The adenosine antagonist 9-chloro-2-(2-furanyl)[1,2,4]triazolo[1,5-c]quinazolin-5-amine (CGS15943) binds to human A(3) receptors with high affinity (K-i = 14 nM), while it lacks affinity at rat A(3) receptors. Acylated derivatives of the 5-amino group and other modifications were prepared in an effort to provide A(3) subtype selectivity. Affinity was determined in radioligand binding assays at rat brain A(1) and A(2A) receptors using [H-3]-(R)-PIA ([H-3]-(R)-N-6-(phenylisopropyl)adenosine) and [H-3]CGS 21680 ([H-3]-2-[[4-(2-carboxy ethyl)phenyl]ethylamino]-5'-(N-ethylcarbamoyl)adenosine), respectively. Affinity was determined at cloned human A(3) receptors using [I-125]AB-MECA (N-6-(4-amino-3-iodobenzyl)-5'-(N-methylcarbamoyl)adenosine).
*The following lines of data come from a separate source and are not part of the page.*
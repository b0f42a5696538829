//! Global context for ilcstack operations.
//!
//! Provides centralized access to the working directory, the stack file and
//! the layered tool configuration.

use std::path::{Path, PathBuf};

use anyhow::{bail, Context, Result};
use thiserror::Error;

use crate::core::manifest::find_stack_file;
use crate::util::config::{global_config_path, load_config, project_config_path, Config};

/// No stack file in the working directory or above.
#[derive(Debug, Error)]
#[error("could not find `ilcstack.toml` in `{}` or any parent directory", .cwd.display())]
pub struct StackFileNotFound {
    pub cwd: PathBuf,
}

/// Global context containing configuration and paths.
#[derive(Debug, Clone)]
pub struct GlobalContext {
    /// Current working directory
    cwd: PathBuf,

    /// Stack file given on the command line
    stack_file: Option<PathBuf>,

    /// Global config file (~/.ilcstack/config.toml), if a home exists
    global_config: Option<PathBuf>,

    /// Copy build tool output to the terminal
    verbose: bool,
}

impl GlobalContext {
    /// Create a new GlobalContext rooted at the process working directory.
    pub fn new() -> Result<Self> {
        let cwd = std::env::current_dir().context("failed to get current directory")?;
        Ok(Self::with_cwd(cwd))
    }

    /// Create a context rooted at `cwd`.
    pub fn with_cwd(cwd: impl Into<PathBuf>) -> Self {
        GlobalContext {
            cwd: cwd.into(),
            stack_file: None,
            global_config: global_config_path(),
            verbose: false,
        }
    }

    /// Use an explicit stack file instead of searching for one.
    pub fn with_stack_file(mut self, path: Option<PathBuf>) -> Self {
        self.stack_file = path;
        self
    }

    /// Override the global config location.
    pub fn with_global_config(mut self, path: Option<PathBuf>) -> Self {
        self.global_config = path;
        self
    }

    pub fn with_verbose(mut self, verbose: bool) -> Self {
        self.verbose = verbose;
        self
    }

    pub fn cwd(&self) -> &Path {
        &self.cwd
    }

    pub fn is_verbose(&self) -> bool {
        self.verbose
    }

    /// Locate the stack file: the explicit one, or the nearest
    /// `ilcstack.toml` in the working directory or above.
    pub fn stack_file(&self) -> Result<PathBuf> {
        if let Some(path) = &self.stack_file {
            let path = if path.is_absolute() {
                path.clone()
            } else {
                self.cwd.join(path)
            };
            if !path.is_file() {
                bail!("stack file not found: {}", path.display());
            }
            return Ok(path);
        }

        find_stack_file(&self.cwd).ok_or_else(|| {
            StackFileNotFound {
                cwd: self.cwd.clone(),
            }
            .into()
        })
    }

    /// Tool configuration for a stack rooted at `stack_root`.
    pub fn config(&self, stack_root: &Path) -> Config {
        let project = project_config_path(stack_root);
        match &self.global_config {
            Some(global) => load_config(global, &project),
            None => Config::load_or_default(&project),
        }
    }
}

#[cfg(test)]
mod tests {
    use super::*;
    use crate::core::manifest::STACK_FILE_NAME;
    use tempfile::TempDir;

    #[test]
    fn test_stack_file_search() {
        let tmp = TempDir::new().unwrap();
        let nested = tmp.path().join("Marlin/build");
        std::fs::create_dir_all(&nested).unwrap();
        std::fs::write(tmp.path().join(STACK_FILE_NAME), "").unwrap();

        let gctx = GlobalContext::with_cwd(&nested);
        assert_eq!(gctx.stack_file().unwrap(), tmp.path().join(STACK_FILE_NAME));
    }

    #[test]
    fn test_explicit_stack_file_must_exist() {
        let tmp = TempDir::new().unwrap();
        let gctx = GlobalContext::with_cwd(tmp.path()).with_stack_file(Some("other.toml".into()));

        let err = gctx.stack_file().unwrap_err();
        assert!(err.to_string().contains("other.toml"));
    }

    #[test]
    fn test_missing_stack_file() {
        let tmp = TempDir::new().unwrap();
        let err = GlobalContext::with_cwd(tmp.path()).stack_file().unwrap_err();
        assert!(err.to_string().contains(STACK_FILE_NAME));
        assert!(err.downcast_ref::<StackFileNotFound>().is_some());
    }

    #[test]
    fn test_project_config_without_global() {
        let tmp = TempDir::new().unwrap();
        let project = project_config_path(tmp.path());
        std::fs::create_dir_all(project.parent().unwrap()).unwrap();
        std::fs::write(&project, "[tools]\nmake = \"gmake\"\n").unwrap();

        let gctx = GlobalContext::with_cwd(tmp.path()).with_global_config(None);
        assert_eq!(gctx.config(tmp.path()).tool_settings().make, "gmake");
    }
}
A series of straight chain alkyl amides demonstrated that the optimal chain length occurs with the 5-N-propionyl derivative, 3, which had a K-i value of 7.7 nM at human A(3) receptors, and was 40- and 14-fold selective vs rat A(1) and A(2A) receptors, respectively. The 5-N-benzoyl derivative, 10, displayed K-i values of 680 and 273 nM at rat A(1) and A(2A) receptors, respectively, and 3.0 nM at human A(3) receptors. A 5-N-phenylacetyl derivative, 12, was 470-fold selective for human A(3) VS rat Al receptors with a K-i value of 0.65 nM. A conjugate of Boc-gamma-aminobutyric acid was also prepared but was nonselective. Conversion of the 5-amino group of CGS15943 to an oxo function resulted in lower affinity but 15-fold selectivity for human A(3) receptors.